Title: Interpolation Methods with ArcPy: Interpolating Elevation

Course: GIS 5572: ArcGIS II

Author(s): Mattie Gisselbeck

Date: 3-25-2023

Abstract

Previously, we built a pipeline that (1) extracts, transforms, and loads data; (2) performs QAQC operations on the imported data; (3) saves the data to a local geodatabase; and (4) then saves it to a PostgresSQL database hosted on Google Cloud. The objective of this lab was to create interpolated temperature maps for the state of Minnesota and evaluate their accuracy using the ETL and QAQC pipeline. The resulting maps and accuracy assessment will be stored in a local geodatabase and PostgresSQL database. The interpolated maps will be viewable on ArcGIS Online MapViewer via GeoJSON from a Flask API endpoint.

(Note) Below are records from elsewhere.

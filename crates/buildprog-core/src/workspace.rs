//! Source and output locations

use crate::options::{BuildVariant, DeviceRole};
use std::path::{Path, PathBuf};

/// Board identifier of the application core
pub const APP_BOARD: &str = "nrf5340_audio_dk_nrf5340_cpuapp";

/// Precompiled net-core images, relative to the SDK root
const NET_PRECOMPILED_DIR: &str = "lib/bin/bt_ll_acs_nrf53/bin";

/// Locations of the application sources and the SDK they live in
#[derive(Debug, Clone, PartialEq, Eq)]
pub struct Workspace {
    app_dir: PathBuf,
    sdk_dir: PathBuf,
}

impl Workspace {
    /// Application directory and SDK root given explicitly
    pub fn new(app_dir: impl Into<PathBuf>, sdk_dir: impl Into<PathBuf>) -> Self {
        Self {
            app_dir: app_dir.into(),
            sdk_dir: sdk_dir.into(),
        }
    }

    /// Application directory with the SDK root two levels up
    /// (`<sdk>/applications/nrf5340_audio`)
    pub fn from_app_dir(app_dir: impl Into<PathBuf>) -> Self {
        let app_dir = app_dir.into();
        let sdk_dir = app_dir.join("../..");
        Self { app_dir, sdk_dir }
    }

    /// Application source directory
    pub fn app_dir(&self) -> &Path {
        &self.app_dir
    }

    /// SDK root
    pub fn sdk_dir(&self) -> &Path {
        &self.sdk_dir
    }

    /// Build output directory of an application core image
    pub fn output_dir(&self, role: DeviceRole, variant: BuildVariant) -> PathBuf {
        self.app_dir
            .join("build")
            .join(format!("dev_{}", role.as_str()))
            .join(format!("build_{}", variant.as_str()))
    }

    /// Directory holding precompiled net-core images
    pub fn net_precompiled_dir(&self) -> PathBuf {
        self.sdk_dir.join(NET_PRECOMPILED_DIR)
    }

    /// Default inventory location
    pub fn default_inventory(&self) -> PathBuf {
        self.app_dir
            .join("tools/buildprog")
            .join(crate::inventory::DEFAULT_INVENTORY_FILE)
    }
}

#[cfg(test)]
mod tests {
    use super::*;

    #[test]
    fn test_output_dirs_are_distinct() {
        let ws = Workspace::new("/src/app", "/src");
        let headset = ws.output_dir(DeviceRole::Headset, BuildVariant::Release);
        let gateway = ws.output_dir(DeviceRole::Gateway, BuildVariant::Release);
        assert_eq!(headset, PathBuf::from("/src/app/build/dev_headset/build_release"));
        assert_eq!(gateway, PathBuf::from("/src/app/build/dev_gateway/build_release"));
        assert_ne!(
            headset,
            ws.output_dir(DeviceRole::Headset, BuildVariant::Debug)
        );
    }

    #[test]
    fn test_net_dir() {
        let ws = Workspace::new("/sdk/applications/nrf5340_audio", "/sdk");
        assert_eq!(
            ws.net_precompiled_dir(),
            PathBuf::from("/sdk/lib/bin/bt_ll_acs_nrf53/bin")
        );
        let derived = Workspace::from_app_dir("/sdk/applications/nrf5340_audio");
        assert_eq!(derived.sdk_dir(), Path::new("/sdk/applications/nrf5340_audio/../.."));
    }
}
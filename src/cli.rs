//! CLI argument parsing

use buildprog_core::options::{
    BootloaderMode, BuildVariant, Controller, CoreSelection, RawOptions, RoleSelection,
};
use clap::Parser;
use std::path::PathBuf;

#[derive(Parser, Debug)]
#[command(name = "buildprog")]
#[command(
    author,
    version,
    about = "Builds and programs the nRF5340 Audio project on multiple devices",
    long_about = None,
    after_help = "If the environment variable AUDIO_KIT_SERIAL_NUMBERS_JSON contains the \
                  location of a json file, it is used instead of nrf5340_audio_dk_devices.json"
)]
pub struct Cli {
    /// Verbosity level (-v, -vv, -vvv)
    #[arg(short, long, action = clap::ArgAction::Count)]
    pub verbose: u8,

    /// Only reboot, no building or programming
    #[arg(short = 'r', long = "only_reboot")]
    pub only_reboot: bool,

    /// Program and reboot the nRF5340 Audio DKs
    #[arg(short, long)]
    pub program: bool,

    /// Select which cores to include in build
    #[arg(short, long, value_enum)]
    pub core: Option<CoreSelection>,

    /// Build cleanly
    #[arg(long)]
    pub pristine: bool,

    /// Select the build type
    #[arg(short, long, value_enum)]
    pub build: Option<BuildVariant>,

    /// Build the application core for ordinary headset (earbuds/headphone) use
    /// or gateway (USB dongle) use
    #[arg(short, long, value_enum)]
    pub device: Option<RoleSelection>,

    /// Run nrfjprog sequentially instead of in parallel
    #[arg(short, long = "sequential")]
    pub sequential: bool,

    /// Recover device if programming fails
    #[arg(short = 'f', long = "recover_on_fail")]
    pub recover_on_fail: bool,

    /// Controller variant (experimental)
    #[arg(long = "ctlr", value_enum, default_value = "ACS_nRF53", hide = true)]
    pub controller: Controller,

    /// Net core bootloader uses minimal size build. Only for controller: ACS_nRF53
    #[arg(short = 'M', long = "min_b0n")]
    pub min_b0n: bool,

    /// MCUboot with external or internal flash. Only for controller: ACS_nRF53
    #[arg(short = 'm', long = "mcuboot", value_enum)]
    pub mcuboot: Option<BootloaderMode>,

    /// Set when using nRF21540 for extra TX power
    #[arg(long)]
    pub nrf21540: bool,

    /// Use custom Bluetooth device name
    #[arg(long = "custom_bt_name", alias = "cn", num_args = 0..)]
    pub custom_bt_name: Option<Vec<String>>,

    /// Generate a user specific Bluetooth device name. Note that this will put
    /// the computer user name on air in clear text
    #[arg(short = 'u', long = "user_bt_name")]
    pub user_bt_name: bool,

    /// Device inventory (JSON list of serial number, device and channel)
    #[arg(long, env = "AUDIO_KIT_SERIAL_NUMBERS_JSON")]
    pub inventory: Option<PathBuf>,

    /// nRF5340 Audio application directory
    #[arg(long, default_value = ".")]
    pub app_dir: PathBuf,

    /// SDK root [default: <app-dir>/../..]
    #[arg(long)]
    pub nrf_dir: Option<PathBuf>,
}

impl Cli {
    /// Options for the configuration resolver
    pub fn raw_options(&self) -> RawOptions {
        RawOptions {
            only_reboot: self.only_reboot,
            program: self.program,
            core: self.core,
            device: self.device,
            build: self.build,
            pristine: self.pristine,
            sequential: self.sequential,
            recover_on_fail: self.recover_on_fail,
            controller: self.controller,
            bootloader: self.mcuboot,
            min_b0n: self.min_b0n,
            nrf21540: self.nrf21540,
            custom_bt_name: self.custom_bt_name.clone(),
            user_bt_name: self.user_bt_name,
        }
    }
}
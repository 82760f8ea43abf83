//! Build command runner

use buildprog_core::build::Builder;
use std::io;
use std::process::Command;

/// Runs build command lines through the platform shell
///
/// Output goes straight to the terminal. A process terminated by a signal
/// reports exit code `-1`.
#[derive(Debug, Clone, Copy, Default)]
pub struct ShellBuilder;

impl Builder for ShellBuilder {
    fn run(&mut self, command: &str) -> io::Result<i32> {
        let status = if cfg!(windows) {
            Command::new("cmd").args(["/C", command]).status()?
        } else {
            Command::new("sh").args(["-c", command]).status()?
        };
        Ok(status.code().unwrap_or(-1))
    }
}
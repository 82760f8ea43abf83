//! buildprog-host - Host tool adapters for buildprog
//!
//! Implementations of the buildprog-core collaborator traits on top of the
//! tools installed on the developer's machine:
//!
//! - [`ShellBuilder`] runs `west build` command lines through the shell
//! - [`Nrfjprog`] lists attached J-Link probes and reboots or programs boards,
//!   one thread per board unless a sequential pass is requested
//!
//! # Example
//!
//! ```ignore
//! use buildprog_host::{Nrfjprog, ShellBuilder};
//! use buildprog_core::{Orchestrator, ProbeScanner};
//!
//! let mut probes = Nrfjprog::new().with_progress(true);
//! let serials = probes.list()?;
//!
//! let mut builder = ShellBuilder;
//! let mut orchestrator = Orchestrator::new(&options, &workspace, &mut builder, &mut probes);
//! orchestrator.run(&mut devices)?;
//! ```

pub mod nrfjprog;
pub mod shell;

pub use nrfjprog::{parse_serials, CommandRunner, Nrfjprog, SystemRunner};
pub use shell::ShellBuilder;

https://test11-pmz7lxrsca-uc.a.run.app

In [7]:
import arcpy
import requests
import os
import psycopg2
import random
from pathlib import Path

In [None]:
os.chdir(r"\\Mac\Home\Documents\git")
wksp = os.getcwd()

1. Querying Elevation Data from PostgresSQL Database

In [None]:
# Execute a Query in PostgresSQl Database and Create a Layer
arcpy.management.MakeQueryLayer(
    input_database=os.path.join(wksp, ""),
    out_layer_name="elevation",
    query="SELECT * FROM elevation;",
    oid_fields="pointid",
    shape_type="POINT",
    srid="4326",
    spatial_reference='GEOGCS["GCS_WGS_1984",DATUM["D_WGS_1984",SPHEROID["WGS_1984",6378137.0,298.257223563]],PRIMEM["Greenwich",0.0],UNIT["Degree",0.0174532925199433]];-400 -400 1000000000;-100000 10000;-100000 10000;8.98315284119521E-09;0.001;0.001;IsHighPrecision',
    spatial_properties="DEFINE_SPATIAL_PROPERTIES",
    m_values="DO_NOT_INCLUDE_M_VALUES",
    z_values="DO_NOT_INCLUDE_Z_VALUES",
    extent="0 0 0 0"
)

# Copy Features from Query Layer (Converts Layer to .shp)
arcpy.management.CopyFeatures(
    in_features="elevation",
    out_feature_class=os.path.join(wksp, "DEM.shp"),
    config_keyword="",
    spatial_grid_1=None,
    spatial_grid_2=None,
    spatial_grid_3=None
)

2. Sampling Elevation Data

In [None]:
# Define Input .shp Path
dem = "DEM.shp"

# Define Output .shp for DEM and DEM Reference Samples
dem_sample = "DEM_Sample.shp"
dem_reference_sample = "DEM_ReferenceSample.shp"

In [None]:
# Set Sample Percentage
sample_percentage = 1

# Count Number of Features in DEM.shp
feature_count = int(arcpy.GetCount_management(dem).getOutput(0))
feature_count_reference = int(arcpy.GetCount_management(dem).getOutput(0))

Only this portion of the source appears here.